Work item —
Quote the records below word for word, please, from the very first line through the one that contains "filename dp-connector/src/schema_analyzer.rs", and nothing beyond it.

*** Record set

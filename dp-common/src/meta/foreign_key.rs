use serde::Serialize;

#[derive(Debug, Clone, Serialize)]
pub struct ForeignKey {
    pub column: String,
    pub ref_table: String,
    pub ref_column: String,
}
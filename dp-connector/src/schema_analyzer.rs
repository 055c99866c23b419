use std::collections::HashMap;

use dp_common::{
    log_info, log_warn,
    meta::{column::Column, foreign_key::ForeignKey, meaning::analyze_meaning, table::Table},
};
use futures::TryStreamExt;
use sqlx::{any::AnyPool, Row};

use crate::{dialect::Dialect, table_sorter};

/// Loads tables, columns and foreign keys through the dialect and returns
/// the tables in dependency order. Lookups run on uppercase-normalized
/// names since Oracle stores identifiers uppercase.
pub struct SchemaAnalyzer<'a> {
    pub conn_pool: &'a AnyPool,
    pub dialect: &'a (dyn Dialect + Send + Sync),
    pub schema: String,
}

impl SchemaAnalyzer<'_> {
    pub async fn analyze(&self) -> anyhow::Result<Vec<Table>> {
        let target = self.dialect.default_schema(&self.schema);

        let mut tables: Vec<Table> = Vec::new();
        // uppercase name -> position in tables, dropped before returning
        let mut table_index: HashMap<String, usize> = HashMap::new();

        self.load_tables(&target, &mut tables, &mut table_index)
            .await?;
        self.load_columns(&target, &mut tables, &table_index).await?;
        self.load_foreign_keys(&target, &mut tables, &table_index)
            .await?;

        log_info!("analyzed {} tables in schema {}", tables.len(), target);
        Ok(table_sorter::sort_tables(tables))
    }

    async fn load_tables(
        &self,
        target: &str,
        tables: &mut Vec<Table>,
        table_index: &mut HashMap<String, usize>,
    ) -> anyhow::Result<()> {
        let sql = self.dialect.tables_query();
        let mut rows = sqlx::query(&sql).bind(target).fetch(self.conn_pool);
        while let Some(row) = rows.try_next().await? {
            let name: String = row.try_get(0)?;
            table_index.insert(name.to_uppercase(), tables.len());
            tables.push(Table::new(&name));
        }

        if tables.is_empty() {
            log_warn!("no base tables found in schema: {}", target);
        }
        Ok(())
    }

    async fn load_columns(
        &self,
        target: &str,
        tables: &mut [Table],
        table_index: &HashMap<String, usize>,
    ) -> anyhow::Result<()> {
        let sql = self.dialect.columns_query();
        let mut rows = sqlx::query(&sql).bind(target).fetch(self.conn_pool);
        while let Some(row) = rows.try_next().await? {
            let table_name: Option<String> = row.try_get(0)?;
            let col_name: Option<String> = row.try_get(1)?;
            let (Some(table_name), Some(col_name)) = (table_name, col_name) else {
                continue;
            };
            let Some(&index) = table_index.get(&table_name.to_uppercase()) else {
                continue;
            };

            let data_type: String = row.try_get::<Option<String>, _>(2)?.unwrap_or_default();
            let extended_type: String = row.try_get::<Option<String>, _>(3)?.unwrap_or_default();
            let length_str: String = row.try_get::<Option<String>, _>(4)?.unwrap_or_default();
            let is_nullable: String = row.try_get::<Option<String>, _>(5)?.unwrap_or_default();
            let key_hint: String = row.try_get::<Option<String>, _>(6)?.unwrap_or_default();
            let extra_hint: String = row.try_get::<Option<String>, _>(7)?.unwrap_or_default();
            let unique_hint: String = row.try_get::<Option<String>, _>(8)?.unwrap_or_default();
            let comment: String = row.try_get::<Option<String>, _>(9)?.unwrap_or_default();

            let extra_lower = extra_hint.to_lowercase();
            let normalized_type = self.dialect.normalize_type(&data_type);

            let column = Column {
                name: col_name.clone(),
                length: parse_length(&length_str),
                is_nullable: is_nullable == "YES",
                is_pk: key_hint.contains("PRI") || key_hint.contains("PRIMARY"),
                is_auto_inc: extra_lower.contains("auto_increment")
                    || extra_lower.contains("identity")
                    || extra_lower.contains("nextval"),
                is_unique: unique_hint.contains("UNIQUE"),
                enum_values: parse_enum_values(&normalized_type, &extended_type),
                meaning: analyze_meaning(&col_name, &comment),
                comment,
                data_type: normalized_type,
            };
            tables[index].columns.push(column);
        }
        Ok(())
    }

    async fn load_foreign_keys(
        &self,
        target: &str,
        tables: &mut [Table],
        table_index: &HashMap<String, usize>,
    ) -> anyhow::Result<()> {
        let sql = self.dialect.foreign_keys_query();
        let mut rows = sqlx::query(&sql).bind(target).fetch(self.conn_pool);
        while let Some(row) = rows.try_next().await? {
            let table_name: Option<String> = row.try_get(0)?;
            let col_name: Option<String> = row.try_get(2)?;
            let ref_table: Option<String> = row.try_get(3)?;
            let ref_column: Option<String> = row.try_get::<Option<String>, _>(4)?;
            let (Some(table_name), Some(col_name), Some(ref_table)) =
                (table_name, col_name, ref_table)
            else {
                continue;
            };

            // self references cannot help ordering
            if table_name == ref_table {
                continue;
            }

            let Some(&index) = table_index.get(&table_name.to_uppercase()) else {
                continue;
            };
            // references to tables outside the analyzed set are dropped
            let Some(&ref_index) = table_index.get(&ref_table.to_uppercase()) else {
                continue;
            };

            let ref_table_name = tables[ref_index].name.clone();
            tables[index].add_dependency(&ref_table_name);
            tables[index].foreign_keys.push(ForeignKey {
                column: col_name,
                ref_table: ref_table_name,
                ref_column: ref_column.unwrap_or_default(),
            });
        }
        Ok(())
    }
}

/// Character max length or numeric precision, integer first, float second,
/// 0 when neither parses.
fn parse_length(raw: &str) -> usize {
    let raw = raw.trim();
    if raw.is_empty() {
        return 0;
    }
    if let Ok(length) = raw.parse::<usize>() {
        return length;
    }
    if let Ok(length) = raw.parse::<f64>() {
        if length > 0.0 {
            return length as usize;
        }
    }
    0
}

/// MySQL keeps the member list in the full column definition,
/// e.g. `enum('G','PG','PG-13')`.
fn parse_enum_values(normalized_type: &str, extended_type: &str) -> Vec<String> {
    if normalized_type != "enum" && normalized_type != "set" {
        return Vec::new();
    }
    let Some(start) = extended_type.find('(') else {
        return Vec::new();
    };
    let Some(end) = extended_type.rfind(')') else {
        return Vec::new();
    };
    if end <= start {
        return Vec::new();
    }

    extended_type[start + 1..end]
        .split(',')
        .map(|member| member.trim().trim_matches('\'').to_string())
        .filter(|member| !member.is_empty())
        .collect()
}

#[cfg(test)]
mod tests {

    use super::*;

    #[test]
    fn test_parse_length() {
        assert_eq!(parse_length("255"), 255);
        assert_eq!(parse_length(" 10 "), 10);
        assert_eq!(parse_length("10.0"), 10);
        assert_eq!(parse_length(""), 0);
        assert_eq!(parse_length("abc"), 0);
    }

    #[test]
    fn test_parse_enum_values() {
        assert_eq!(
            parse_enum_values("enum", "enum('G','PG','PG-13','R','NC-17')"),
            vec!["G", "PG", "PG-13", "R", "NC-17"]
        );
        assert_eq!(
            parse_enum_values("set", "set('Trailers','Commentaries')"),
            vec!["Trailers", "Commentaries"]
        );
        assert!(parse_enum_values("varchar", "varchar(10)").is_empty());
        assert!(parse_enum_values("enum", "enum").is_empty());
    }
}
//! Scanners: the lazy token producers a parser driver pulls from one
//! token at a time.
//!
//! Two concrete scanners share one contract (see the [`Scanner`] trait)
//! and one consolidation/whitespace policy (`next_consolidated`, below):
//! a [`BinaryScanner`] replays tokens already encoded as opcodes from an
//! intermediate-code stream, a [`SourceScanner`] (in `scanner::source`)
//! lexes them fresh out of source text. Neither repeats the other's
//! bookkeeping — each only supplies how to produce one *raw* token; the
//! shared helper applies flags, counts lines, and makes end-of-stream
//! sticky once reached.

pub mod source;

use std::io;

use crate::opcode::{CAT_EOL, CAT_SPACE};
use crate::token::{Token, TokenKind};

/// What a scanner drops or merges as it produces tokens. A hand-rolled
/// bitset rather than a crate dependency — three independent flags don't
/// need more than that.
#[derive(Debug, Clone, Copy, PartialEq, Eq)]
pub struct ScannerFlags(u8);

impl ScannerFlags {
    pub const NONE: ScannerFlags = ScannerFlags(0);
    /// Drop space tokens entirely rather than returning them.
    pub const NO_WHITESPACE: ScannerFlags = ScannerFlags(0b001);
    /// Merge consecutive space tokens into a single one.
    pub const CONSOLIDATE_WHITESPACE: ScannerFlags = ScannerFlags(0b010);
    /// Merge consecutive line-ending tokens into one carrying the total
    /// line count.
    pub const CONSOLIDATE_LINE_ENDINGS: ScannerFlags = ScannerFlags(0b100);

    pub fn contains(self, flag: ScannerFlags) -> bool {
        self.0 & flag.0 == flag.0
    }
}

/// A scanner built with no explicit flags drops whitespace entirely and
/// consolidates whitespace runs that do survive (moot, since they're
/// dropped first, but kept so that toggling `NO_WHITESPACE` off alone
/// degrades to "one space token per run" rather than "one token per
/// space character").
impl Default for ScannerFlags {
    fn default() -> Self {
        ScannerFlags::NO_WHITESPACE | ScannerFlags::CONSOLIDATE_WHITESPACE
    }
}

impl std::ops::BitOr for ScannerFlags {
    type Output = ScannerFlags;
    fn bitor(self, rhs: ScannerFlags) -> ScannerFlags {
        ScannerFlags(self.0 | rhs.0)
    }
}

/// The contract both scanners implement: pull one token at a time,
/// track how many lines have gone by, and report when the underlying
/// source is exhausted.
pub trait Scanner {
    fn current(&self) -> &Token;
    fn advance(&mut self) -> io::Result<&Token>;
    fn line_number(&self) -> u32;
    fn name(&self) -> &str;

    fn continues(&self) -> bool {
        !self.current().is_stream_ending()
    }

    /// Resolves the spelling behind a not-yet-placed symbol reference.
    /// Only `SourceScanner` produces these; every other scanner's
    /// symbols are already placed, so the default is `None`.
    fn pending_text(&self, symbol_ref: crate::token::SymbolRef) -> Option<&str> {
        let _ = symbol_ref;
        None
    }
}

/// Shared state both scanners thread through `next_consolidated`: the
/// running line count, whether end-of-stream has already been reached
/// (making it sticky), and a one-token carry slot for when consolidating
/// a run reads one token past the run's end.
#[derive(Debug, Clone, Default)]
pub struct ScanState {
    pub line_number: u32,
    pub eos_reached: bool,
    pending: Option<Token>,
}

/// Applies `flags`' whitespace/line-ending policy on top of a raw token
/// producer, and makes reaching end-of-stream sticky: once `raw_next`
/// has reported it, every later call returns it again without invoking
/// `raw_next`.
pub fn next_consolidated(
    flags: ScannerFlags,
    state: &mut ScanState,
    mut raw_next: impl FnMut() -> io::Result<Token>,
) -> io::Result<Token> {
    if state.eos_reached {
        return Ok(Token::stream_ending());
    }

    loop {
        let tok = match state.pending.take() {
            Some(t) => t,
            None => raw_next()?,
        };

        if tok.is_stream_ending() {
            state.eos_reached = true;
            return Ok(tok);
        }

        match tok.category() {
            CAT_EOL => {
                let TokenKind::LineEnding { line_count } = tok.kind else {
                    unreachable!("EOL-category token must carry LineEnding")
                };
                state.line_number += line_count;

                if !flags.contains(ScannerFlags::CONSOLIDATE_LINE_ENDINGS) {
                    return Ok(tok);
                }

                let mut total = line_count;
                loop {
                    let next = raw_next()?;
                    if next.is_stream_ending() {
                        state.eos_reached = true;
                        state.pending = Some(next);
                        return Ok(Token::line_ending(total));
                    }
                    if next.category() != CAT_EOL {
                        state.pending = Some(next);
                        return Ok(Token::line_ending(total));
                    }
                    let TokenKind::LineEnding { line_count } = next.kind else {
                        unreachable!()
                    };
                    state.line_number += line_count;
                    total += line_count;
                }
            }
            CAT_SPACE => {
                if flags.contains(ScannerFlags::NO_WHITESPACE) {
                    continue;
                }
                if !flags.contains(ScannerFlags::CONSOLIDATE_WHITESPACE) {
                    return Ok(tok);
                }
                loop {
                    let next = raw_next()?;
                    if next.is_stream_ending() || next.category() != CAT_SPACE {
                        state.pending = Some(next);
                        return Ok(tok);
                    }
                }
            }
            _ => return Ok(tok),
        }
    }
}

/// What a scanner needs to undo its most recent `advance`: the
/// consolidation state from just before that call, and how many bytes it
/// pulled from the underlying stream to produce the token now current.
pub(crate) struct UndoPoint {
    state: ScanState,
    bytes: usize,
}

/// Replays tokens from an intermediate-code stream previously written by
/// [`crate::token::Token::write_to`].
pub struct BinaryScanner<S> {
    stream: S,
    flags: ScannerFlags,
    state: ScanState,
    current: Token,
    undo: Option<UndoPoint>,
}

impl<S: crate::stream::ByteStream> BinaryScanner<S> {
    /// Builds a scanner and loads its first token, so `current` already
    /// holds it (or `EOS`, for an empty stream) by the time this returns.
    pub fn new(stream: S, flags: ScannerFlags) -> io::Result<Self> {
        let mut scanner = Self {
            stream,
            flags,
            state: ScanState::default(),
            current: Token::generic(crate::opcode::CAT_DUMMY),
            undo: None,
        };
        scanner.advance()?;
        Ok(scanner)
    }

    pub fn into_inner(self) -> S {
        self.stream
    }

    /// Reads the next token the way `advance` would, without disturbing
    /// `current` or the scanner's consolidation state, then rewinds the
    /// stream past whatever it read so the same token is produced again
    /// on the next real `advance`.
    pub fn peek(&mut self) -> io::Result<Token> {
        let mut state_copy = self.state.clone();
        let mut counted = crate::stream::CountingStream::new(&mut self.stream);
        let tok = next_consolidated(self.flags, &mut state_copy, || Token::read_from(&mut counted))?;
        counted.unwind()?;
        Ok(tok)
    }

    /// Rewinds the stream past `tok`'s on-stream payload, as if it had
    /// never been read.
    pub fn return_token(&mut self, tok: &Token) -> io::Result<()> {
        tok.return_to(&mut self.stream)
    }

    /// Undoes the most recent `advance`: rewinds the stream back past
    /// whatever it consumed to produce the current token, restores the
    /// consolidation state from just before that read, and clears
    /// `current`. A following `advance` reproduces the same token. A
    /// second `rewind` in a row, with nothing advanced in between, is a
    /// no-op — there is only one level of undo.
    pub fn rewind(&mut self) -> io::Result<()> {
        if let Some(undo) = self.undo.take() {
            if undo.bytes > 0 {
                self.stream.rewind_by(undo.bytes)?;
            }
            self.state = undo.state;
            self.current = Token::generic(crate::opcode::CAT_DUMMY);
        }
        Ok(())
    }
}

impl<S: crate::stream::ByteStream> Scanner for BinaryScanner<S> {
    fn current(&self) -> &Token {
        &self.current
    }

    fn advance(&mut self) -> io::Result<&Token> {
        let snapshot_state = self.state.clone();
        let mut counted = crate::stream::CountingStream::new(&mut self.stream);
        let tok = next_consolidated(self.flags, &mut self.state, || Token::read_from(&mut counted))?;
        let bytes = counted.consumed().max(0) as usize;
        self.current = tok;
        self.undo = Some(UndoPoint { state: snapshot_state, bytes });
        Ok(&self.current)
    }

    fn line_number(&self) -> u32 {
        self.state.line_number
    }

    fn name(&self) -> &str {
        self.stream.name()
    }
}
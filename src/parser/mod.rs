//! The parser driver: pulls tokens from a scanner one at a time, keeps a
//! short lookback buffer, and recovers from syntax errors by skipping
//! forward to a token a grammar rule names as a resynchronization point.
//!
//! A grammar built on this crate layers its own recursive-descent rules
//! on top of [`Parser`]; this module only supplies the mechanical parts
//! every such grammar needs regardless of what it parses. Two further
//! capability sets — [`crate::parser::language_aware`] and
//! [`crate::parser::symbol_aware`] — extend `Parser` with syntax-rule-
//! driven skipping and scope-aware symbol binding, respectively.
//!
//! A child parser (built with [`Parser::for_source`]) shares its
//! parent's scanner, error log, language, symbol tables, and output
//! stream — they are genuinely the same parse, just handled by a nested
//! instance — but starts with its own copy of the current scope, token
//! lookback, and current token, so it can open a nested scope or
//! rewind its own history without disturbing its parent's.

pub mod language_aware;
pub mod symbol_aware;

use std::cell::RefCell;
use std::rc::Rc;

use crate::error_log::ErrorLog;
use crate::language::LanguageDefinition;
use crate::rule::SyntaxRule;
use crate::scanner::Scanner;
use crate::stream::ByteStream;
use crate::symbol::{ScopeId, NO_SCOPE};
use crate::symbol_table::SymbolTableVector;
use crate::token::Token;
use crate::token_list::TokenList;

/// A recursive-descent parser driver, generic over the scanner it pulls
/// tokens from.
pub struct Parser<Sc> {
    scanner: Rc<RefCell<Sc>>,
    current: Token,
    token_list: TokenList,
    log: Rc<RefCell<dyn ErrorLog>>,
    language: Rc<RefCell<LanguageDefinition>>,
    symbols: Option<Rc<RefCell<SymbolTableVector>>>,
    output: Option<Rc<RefCell<dyn ByteStream>>>,
    current_scope: ScopeId,
    source_name: String,
}

impl<Sc: Scanner> Parser<Sc> {
    /// Builds a root parser: it owns a fresh token lookback buffer and
    /// starts outside any scope. Symbol tracking is added lazily by
    /// [`Parser::ready_to_parse`] the first time it is needed.
    pub fn new_root(
        scanner: Sc,
        log: Rc<RefCell<dyn ErrorLog>>,
        language: Rc<RefCell<LanguageDefinition>>,
    ) -> Self {
        let source_name = scanner.name().to_string();
        let current = scanner.current().clone();
        Self {
            scanner: Rc::new(RefCell::new(scanner)),
            current,
            token_list: TokenList::new(),
            log,
            language,
            symbols: None,
            output: None,
            current_scope: NO_SCOPE,
            source_name,
        }
    }

    /// Builds a child parser sharing `parent`'s scanner, log, language,
    /// symbol tables, and output, starting at `parent`'s current token
    /// and scope but with its own lookback buffer.
    pub fn for_source(parent: &Parser<Sc>) -> Self {
        Self {
            scanner: parent.scanner.clone(),
            current: parent.current.clone(),
            token_list: TokenList::new(),
            log: parent.log.clone(),
            language: parent.language.clone(),
            symbols: parent.symbols.clone(),
            output: parent.output.clone(),
            current_scope: parent.current_scope,
            source_name: parent.source_name.clone(),
        }
    }

    /// Attaches an output stream, for a parser that writes an
    /// intermediate-code representation of what it parses.
    pub fn with_output(mut self, output: Rc<RefCell<dyn ByteStream>>) -> Self {
        self.output = Some(output);
        self
    }

    pub fn current(&self) -> &Token {
        &self.current
    }

    pub fn current_scope(&self) -> ScopeId {
        self.current_scope
    }

    pub fn set_current_scope(&mut self, scope: ScopeId) {
        self.current_scope = scope;
    }

    pub fn source_name(&self) -> &str {
        &self.source_name
    }

    pub fn line_number(&self) -> u32 {
        self.scanner.borrow().line_number()
    }

    pub fn language(&self) -> Rc<RefCell<LanguageDefinition>> {
        self.language.clone()
    }

    pub fn log(&self) -> Rc<RefCell<dyn ErrorLog>> {
        self.log.clone()
    }

    pub fn output(&self) -> Option<Rc<RefCell<dyn ByteStream>>> {
        self.output.clone()
    }

    pub fn symbols(&self) -> Option<Rc<RefCell<SymbolTableVector>>> {
        self.symbols.clone()
    }

    /// Confirms every collaborator this driver needs is present, lazily
    /// constructing symbol tracking (a fresh global scope) the first
    /// time it's asked for. Always returns `true` today — scanner, log,
    /// and language are guaranteed present at construction — but callers
    /// should still check it, since a future collaborator could make
    /// this fail.
    pub fn ready_to_parse(&mut self) -> bool {
        if self.symbols.is_none() {
            self.symbols = Some(Rc::new(RefCell::new(SymbolTableVector::new())));
            self.current_scope = crate::symbol::GLOBAL_SCOPE;
        }
        true
    }

    /// Advances to the next token, pushing the current one onto the
    /// lookback buffer first.
    pub fn next_token(&mut self) -> &Token {
        let previous = self.current.clone();
        self.token_list.push(previous);
        let mut scanner = self.scanner.borrow_mut();
        let next = scanner.advance().expect("scanner read failed");
        self.current = next.clone();
        drop(scanner);
        &self.current
    }

    /// The most recently consumed token, or `None` before any call to
    /// `next_token`.
    pub fn previous_token(&self) -> Option<&Token> {
        self.token_list.last()
    }

    /// `true` once the current token is the stream's end.
    pub fn is_at_end(&self) -> bool {
        self.current.is_stream_ending()
    }

    /// Reports a syntax error and advances past tokens until the current
    /// one is a member of `rule` or the stream ends.
    pub fn resync_to(&mut self, rule: &SyntaxRule, message: impl Into<String>) {
        let source_name = self.source_name.clone();
        let line = self.line_number();
        self.log.borrow_mut().syntax_error(&source_name, line, message.into());
        while !rule.has(self.current.opcode) && !self.is_at_end() {
            self.next_token();
        }
    }

    /// Advances past tokens, without reporting an error, until the
    /// current one is a member of `rule` or the stream ends. Tokens
    /// skipped this way are marked silenced when `silence` is set.
    pub fn skip_to(&mut self, rule: &SyntaxRule, silence: bool) {
        while !rule.has(self.current.opcode) && !self.is_at_end() {
            if silence {
                self.current.set_silenced(true);
            }
            self.next_token();
        }
    }

    /// Advances past tokens for as long as the current one is a member
    /// of `rule` — the inverse of `skip_to`, for consuming a run of
    /// tokens all belonging to the same rule (for example, consecutive
    /// modifiers).
    pub fn skip_over(&mut self, rule: &SyntaxRule, silence: bool) {
        while rule.has(self.current.opcode) && !self.is_at_end() {
            if silence {
                self.current.set_silenced(true);
            }
            self.next_token();
        }
    }
}
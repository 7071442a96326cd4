//! Parse-time symbol tables: one name-keyed table per scope, chained to a
//! parent scope for lexical lookup. This is the collaborator a
//! symbol-aware parser binds declarations into as it parses; once
//! parsing finishes, the same data recalled from an intermediate-code
//! stream lives in a `SymbolVectorVector` instead (see
//! [`crate::symbol_vector`]).

use std::collections::HashMap;

use crate::error_log::ErrorLog;
use crate::symbol::{ScopeId, Symbol, SymbolHandle, GLOBAL_SCOPE, NO_SCOPE};

/// One scope's declarations, keyed by name, plus a link to the scope it
/// nests inside.
#[derive(Debug, Default)]
pub struct SymbolTable {
    parent: Option<ScopeId>,
    entries: HashMap<String, SymbolHandle>,
    order: Vec<SymbolHandle>,
}

impl SymbolTable {
    fn new(parent: Option<ScopeId>) -> Self {
        Self {
            parent,
            entries: HashMap::new(),
            order: Vec::new(),
        }
    }

    pub fn parent(&self) -> Option<ScopeId> {
        self.parent
    }

    pub fn lookup_local(&self, name: &str) -> Option<SymbolHandle> {
        self.entries.get(name).cloned()
    }

    pub fn len(&self) -> usize {
        self.order.len()
    }

    pub fn is_empty(&self) -> bool {
        self.order.is_empty()
    }
}

/// Every scope opened during a parse, indexed by `ScopeId`. Scope `0` —
/// the global scope — always exists and has no parent.
#[derive(Debug)]
pub struct SymbolTableVector {
    tables: Vec<SymbolTable>,
}

impl Default for SymbolTableVector {
    fn default() -> Self {
        Self::new()
    }
}

impl SymbolTableVector {
    pub fn new() -> Self {
        Self {
            tables: vec![SymbolTable::new(None)],
        }
    }

    /// Any scope outside `0..len()` is treated as the global scope — the
    /// same "out of range falls back to global" convention symbol
    /// references use throughout this crate.
    fn normalize(&self, scope: ScopeId) -> ScopeId {
        if scope >= 0 && (scope as usize) < self.tables.len() {
            scope
        } else {
            GLOBAL_SCOPE
        }
    }

    /// Opens a new scope nested under `parent` (normalized the same way
    /// as any other scope id), returning its id.
    pub fn push_scope(&mut self, parent: ScopeId) -> ScopeId {
        let parent = self.normalize(parent);
        self.tables.push(SymbolTable::new(Some(parent)));
        (self.tables.len() - 1) as ScopeId
    }

    pub fn table(&self, scope: ScopeId) -> &SymbolTable {
        &self.tables[self.normalize(scope) as usize]
    }

    /// Looks up `name` starting in `scope` and walking outward through
    /// parent scopes until found or the global scope has been checked.
    pub fn named_symbol_in(&self, scope: ScopeId, name: &str) -> Option<SymbolHandle> {
        let mut cursor = Some(self.normalize(scope));
        while let Some(s) = cursor {
            let table = &self.tables[s as usize];
            if let Some(sym) = table.lookup_local(name) {
                return Some(sym);
            }
            cursor = table.parent;
        }
        None
    }

    /// Binds `symbol` into `scope`, assigning it that scope's next free
    /// index. Fails — without side effects — if `scope` already has a
    /// local entry of the same name; the caller is expected to report
    /// that through an `ErrorLog`.
    pub fn enter_symbol_into(
        &mut self,
        scope: ScopeId,
        mut symbol: Symbol,
        log: &mut dyn ErrorLog,
    ) -> Option<SymbolHandle> {
        let scope = self.normalize(scope);
        let table = &mut self.tables[scope as usize];
        if let Some(existing) = table.lookup_local(&symbol.name) {
            log.syntax_error(
                symbol.source_name(),
                symbol.source_line(),
                format!(
                    "'{}' is already declared at line {}",
                    symbol.name,
                    existing.borrow().source_line()
                ),
            );
            return None;
        }
        symbol.scope = scope;
        symbol.index = table.order.len() as i32;
        let handle: SymbolHandle = std::rc::Rc::new(std::cell::RefCell::new(symbol));
        table.entries.insert(handle.borrow().name.clone(), handle.clone());
        table.order.push(handle.clone());
        Some(handle)
    }

    /// Convenience for binding straight into the global scope.
    pub fn enter_global_symbol(&mut self, symbol: Symbol, log: &mut dyn ErrorLog) -> Option<SymbolHandle> {
        self.enter_symbol_into(GLOBAL_SCOPE, symbol, log)
    }

    pub fn len(&self) -> usize {
        self.tables.len()
    }
}
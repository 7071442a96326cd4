//! Syntax rules: named sets of opcodes a parser driver tests the current
//! token against when deciding whether to keep skipping, stop skipping, or
//! give up and resynchronize.

use std::collections::{HashMap, HashSet};

use crate::opcode::Opcode;

/// Identifies a syntax rule within a `RuleSet`. Grammar authors define
/// their own numbering; this crate only reserves nothing.
pub type RuleId = u32;

/// An unordered set of opcodes membership is tested against.
#[derive(Debug, Clone, Default)]
pub struct SyntaxRule {
    opcodes: HashSet<Opcode>,
}

impl SyntaxRule {
    pub fn new(opcodes: impl IntoIterator<Item = Opcode>) -> Self {
        Self {
            opcodes: opcodes.into_iter().collect(),
        }
    }

    pub fn has(&self, opcode: Opcode) -> bool {
        self.opcodes.contains(&opcode)
    }

    pub fn len(&self) -> usize {
        self.opcodes.len()
    }

    pub fn is_empty(&self) -> bool {
        self.opcodes.is_empty()
    }
}

impl FromIterator<Opcode> for SyntaxRule {
    fn from_iter<T: IntoIterator<Item = Opcode>>(iter: T) -> Self {
        SyntaxRule::new(iter)
    }
}

/// A named collection of syntax rules, owned by a `LanguageDefinition`.
#[derive(Debug, Default)]
pub struct RuleSet {
    rules: HashMap<RuleId, SyntaxRule>,
}

impl RuleSet {
    pub fn new() -> Self {
        Self::default()
    }

    pub fn insert(&mut self, id: RuleId, rule: SyntaxRule) {
        self.rules.insert(id, rule);
    }

    pub fn get(&self, id: RuleId) -> Option<&SyntaxRule> {
        self.rules.get(&id)
    }
}

#[cfg(test)]
mod tests {
    use super::*;
    use crate::opcode::{CAT_EOS, CAT_IDENTIFIER};

    #[test]
    fn syntax_rule_membership() {
        let rule = SyntaxRule::new([CAT_EOS, CAT_IDENTIFIER | 3]);
        assert!(rule.has(CAT_EOS));
        assert!(rule.has(CAT_IDENTIFIER | 3));
        assert!(!rule.has(CAT_IDENTIFIER | 4));
    }

    #[test]
    fn rule_set_lookup_by_id() {
        let mut rules = RuleSet::new();
        rules.insert(1, SyntaxRule::new([CAT_EOS]));
        assert!(rules.get(1).unwrap().has(CAT_EOS));
        assert!(rules.get(2).is_none());
    }
}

******

Expected answer —
filename dp-common/src/meta/foreign_key.rs
use serde::Serialize;

#[derive(Debug, Clone, Serialize)]
pub struct ForeignKey {
    pub column: String,
    pub ref_table: String,
    pub ref_column: String,
}
filename dp-connector/src/schema_analyzer.rs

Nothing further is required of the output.